We hope that the event will provide us with a vibrant, interdisciplinary moment to reflect on recent incarnations of law and time scholarship and also to think about where it might go next.

Confirmed speakers:

  • Barbara Adam (Cardiff University)
  • Emilie Cloatre (University of Kent)
  • Stacy Douglas (Carleton University, Canada)
  • Elen Stokes (Cardiff University)
  • Matt Howard (Open University)
  • Renisa Mawani (University of British Columbia, Canada)
  • Marieke de Goede (University of Amsterdam)
  • Hyo Yoon Kang (University of Kent)
  • Sarah Keenan (Birkbeck College, University of London)
  • Nick Piska (University of Kent)
  • Alain Pottage (LSE)
  • Hayley Rogers (Cabinet Office)
  • Nitin Sinha (University of York)
  • Gavin Sullivan (University of Amsterdam)
  • Mariana Valverde (University of Toronto, Canada)
  • Ros Williams (University of York)

And for the project itself more generally, could you add the following as their website is also under construction:

Regulating Time: New Perspectives on Regulation, Law and Temporalities

This research network has been supported from its inception by SOCRIL. Regulating Time investigates how law and regulation are shaped by dominant understandings of time. Funded by the UK’s Arts & Humanities Research Council, the network runs from 2015 to 2017 and is co-ordinated by Dr Emily Grabham (law, University of Kent) and Dr Sian Beynon-Jones (sociology, University of York). Regulating Time features academic workshops, public engagement events, and an international conference (to take place in autumn 2016).

  • Research questions

Questions relating to time are implicated in some of the most compelling contemporary political and social issues. Scholars from a range of disciplines have analysed, for example, the impact of new technologies on how people understand time; how our expectations of the ‘life course’ have changed with new family forms; and how clinical ideas of time influence decisions in the medical sphere. Similarly, reflecting on temporal concepts and their effects is very important when we think about law’s potential in tackling pressing political and social concerns. Yet time remains relatively under-explored in scholarship on regulation and law. In these disciplines, research on time has, to date, been concentrated in only a few key areas, such as labour law (e.g., legal struggles over the working day and ‘work-life balance’) and environmental law (the question of what regulation can do to help mitigate climate change beyond our own lifetime).

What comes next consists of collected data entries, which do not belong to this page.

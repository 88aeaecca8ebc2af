//! Device connectivity signal.
//!
//! `NetworkMonitor` holds the current online state and connection type. The
//! platform layer pushes updates into it; the web service client reads it to
//! gate calls and pick timeouts, and the sync layer watches it for reconnects.

use std::sync::Arc;
use std::time::Duration;

use serde::{Deserialize, Serialize};
use tokio::sync::watch;
use tracing::info;

/// Request timeout on metered or limited connections.
const WS_TIMEOUT: Duration = Duration::from_secs(30);

/// Request timeout on wifi and wired connections.
const WS_TIMEOUT_WIFI: Duration = Duration::from_secs(600);

#[derive(Debug, Clone, Copy, PartialEq, Eq, Serialize, Deserialize)]
#[cfg_attr(feature = "ts", derive(ts_rs::TS))]
pub enum ConnectionType {
    Wifi,
    Ethernet,
    Cellular,
    Unknown,
    None,
}

#[derive(Debug, Clone, Copy, PartialEq, Eq)]
pub struct NetworkState {
    pub online: bool,
    pub connection: ConnectionType,
}

impl NetworkState {
    pub fn online(connection: ConnectionType) -> Self {
        Self {
            online: true,
            connection,
        }
    }

    pub fn offline() -> Self {
        Self {
            online: false,
            connection: ConnectionType::None,
        }
    }

    /// Metered connections get shorter timeouts and stricter download limits.
    pub fn is_limited(&self) -> bool {
        matches!(self.connection, ConnectionType::Cellular)
    }

    pub fn is_wifi(&self) -> bool {
        self.online && matches!(self.connection, ConnectionType::Wifi | ConnectionType::Ethernet)
    }

    pub fn request_timeout(&self) -> Duration {
        if self.is_limited() {
            WS_TIMEOUT
        } else {
            WS_TIMEOUT_WIFI
        }
    }
}

/// Shared, cheaply cloneable connectivity handle.
#[derive(Clone)]
pub struct NetworkMonitor {
    tx: Arc<watch::Sender<NetworkState>>,
}

impl NetworkMonitor {
    pub fn new(initial: NetworkState) -> Self {
        let (tx, _rx) = watch::channel(initial);
        Self { tx: Arc::new(tx) }
    }

    pub fn state(&self) -> NetworkState {
        *self.tx.borrow()
    }

    pub fn is_online(&self) -> bool {
        self.state().online
    }

    pub fn request_timeout(&self) -> Duration {
        self.state().request_timeout()
    }

    pub fn set(&self, state: NetworkState) {
        let previous = self.tx.send_replace(state);
        if previous.online != state.online {
            info!(online = state.online, connection = ?state.connection, "Connectivity changed");
        }
    }

    pub fn set_online(&self, connection: ConnectionType) {
        self.set(NetworkState::online(connection));
    }

    pub fn set_offline(&self) {
        self.set(NetworkState::offline());
    }

    pub fn subscribe(&self) -> watch::Receiver<NetworkState> {
        self.tx.subscribe()
    }
}

impl Default for NetworkMonitor {
    fn default() -> Self {
        Self::new(NetworkState::online(ConnectionType::Unknown))
    }
}
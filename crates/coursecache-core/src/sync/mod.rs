//! Synchronization of offline actions.
//!
//! This module provides:
//! - `SyncHandler`: replays one kind of pending action against the server
//! - `SyncOrchestrator`: runs handlers per kind, coalescing overlapping triggers
//! - `spawn_cron` / `spawn_reconnect_sync`: background triggers for a session

pub mod handler;
pub mod orchestrator;

pub use handler::{SyncHandler, SyncKind};
pub use orchestrator::{SyncOrchestrator, SyncReport, SyncState, SyncTrigger, SyncWarning};

use std::sync::Arc;
use std::time::Duration;

use tokio::task::JoinHandle;
use tracing::{debug, info};

use crate::site::SiteSession;

/// Sync every kind on a fixed interval. The first tick fires after `every`.
///
/// Ticks while offline are skipped. The task holds the session weakly and
/// ends at the first tick after the session is dropped.
pub fn spawn_cron(site: Arc<SiteSession>, every: Duration) -> JoinHandle<()> {
    let site = Arc::downgrade(&site);
    tokio::spawn(async move {
        let mut interval = tokio::time::interval_at(tokio::time::Instant::now() + every, every);
        interval.set_missed_tick_behavior(tokio::time::MissedTickBehavior::Delay);
        loop {
            interval.tick().await;
            let Some(site) = site.upgrade() else {
                debug!("Session dropped, stopping scheduled sync");
                break;
            };
            if !site.network().is_online() {
                debug!(site_id = site.site_id(), "Offline, skipping scheduled sync");
                continue;
            }
            site.sync_all(SyncTrigger::Scheduled).await;
        }
    })
}

/// Sync every kind each time the device comes back online.
///
/// The task holds the session weakly. It ends at the first connectivity
/// change after the session is dropped, or when every network monitor
/// handle is gone.
pub fn spawn_reconnect_sync(site: Arc<SiteSession>) -> JoinHandle<()> {
    let mut rx = site.network().subscribe();
    let site = Arc::downgrade(&site);
    tokio::spawn(async move {
        let mut was_online = rx.borrow_and_update().online;
        while rx.changed().await.is_ok() {
            let online = rx.borrow_and_update().online;
            let Some(site) = site.upgrade() else {
                debug!("Session dropped, stopping reconnect sync");
                break;
            };
            if online && !was_online {
                info!(site_id = site.site_id(), "Back online, syncing");
                site.sync_all(SyncTrigger::Reconnect).await;
            }
            was_online = online;
        }
    })
}
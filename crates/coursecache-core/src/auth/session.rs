use std::path::PathBuf;

use anyhow::{Context, Result};
use chrono::{DateTime, Utc};
use serde::{Deserialize, Serialize};

use crate::api::request::hash_text;
use crate::storage::{atomic_write, load_json};

/// Session file name in the site directory
const SESSION_FILE: &str = "session.json";

/// Length of the hex site id derived from site URL and username.
const SITE_ID_LEN: usize = 16;

/// Identity of a logged-in site account.
///
/// The token is kept in the OS keychain and never written to the session file.
#[derive(Debug, Clone, Serialize, Deserialize, PartialEq)]
#[cfg_attr(feature = "ts", derive(ts_rs::TS))]
pub struct SessionData {
    pub site_id: String,
    pub site_url: String,
    pub username: String,
    #[serde(skip)]
    #[cfg_attr(feature = "ts", ts(skip))]
    pub token: String,
    pub user_id: Option<i64>,
    pub site_name: Option<String>,
    pub full_name: Option<String>,
    pub created_at: DateTime<Utc>,
}

impl SessionData {
    pub fn new(site_url: &str, username: &str, token: &str) -> Self {
        let site_url = site_url.trim_end_matches('/').to_string();
        Self {
            site_id: site_id_for(&site_url, username),
            site_url,
            username: username.to_string(),
            token: token.to_string(),
            user_id: None,
            site_name: None,
            full_name: None,
            created_at: Utc::now(),
        }
    }
}

/// Stable id for an account on a site.
pub fn site_id_for(site_url: &str, username: &str) -> String {
    let digest = hash_text(&format!("{}|{}", site_url.trim_end_matches('/'), username));
    digest[..SITE_ID_LEN].to_string()
}

pub struct Session {
    site_dir: PathBuf,
    pub data: Option<SessionData>,
}

impl Session {
    pub fn new(site_dir: PathBuf) -> Self {
        Self {
            site_dir,
            data: None,
        }
    }

    /// Load session from disk. The token is left empty for the caller to fill.
    pub fn load(&mut self) -> Result<bool> {
        let path = self.session_path();
        match load_json::<SessionData>(&path).context("Failed to load session file")? {
            Some(data) => {
                self.data = Some(data);
                Ok(true)
            }
            None => Ok(false),
        }
    }

    /// Save session to disk
    pub fn save(&self) -> Result<()> {
        if let Some(ref data) = self.data {
            let contents = serde_json::to_string_pretty(data)?;
            atomic_write(self.session_path(), contents).context("Failed to write session file")?;
        }
        Ok(())
    }

    /// Clear session data
    pub fn clear(&mut self) -> Result<()> {
        self.data = None;
        let path = self.session_path();
        if path.exists() {
            std::fs::remove_file(path)?;
        }
        Ok(())
    }

    pub fn update(&mut self, data: SessionData) {
        self.data = Some(data);
    }

    pub fn user_id(&self) -> Option<i64> {
        self.data.as_ref().and_then(|d| d.user_id)
    }

    fn session_path(&self) -> PathBuf {
        self.site_dir.join(SESSION_FILE)
    }
}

Featuring workshops, collaborative public engagement events, an international conference, and an edited book, this network will support a wider sustained conversation about how regulation and law shapes our experiences of time and how concepts of time influence law and regulation.

Guiding research questions for the network will include:

  1. How do concepts of time shape regulation, and vice versa?
  2. How do concepts of time affect experiences of regulation, and vice versa?
  3. In what ways can interdisciplinary approaches to time improve our understanding of the relationship between time and regulation?
  4. What can academic research on regulation and time learn from stakeholders? How might collaborations between academics and stakeholders in this field engage with, and shape, wider public perspectives on time and regulation?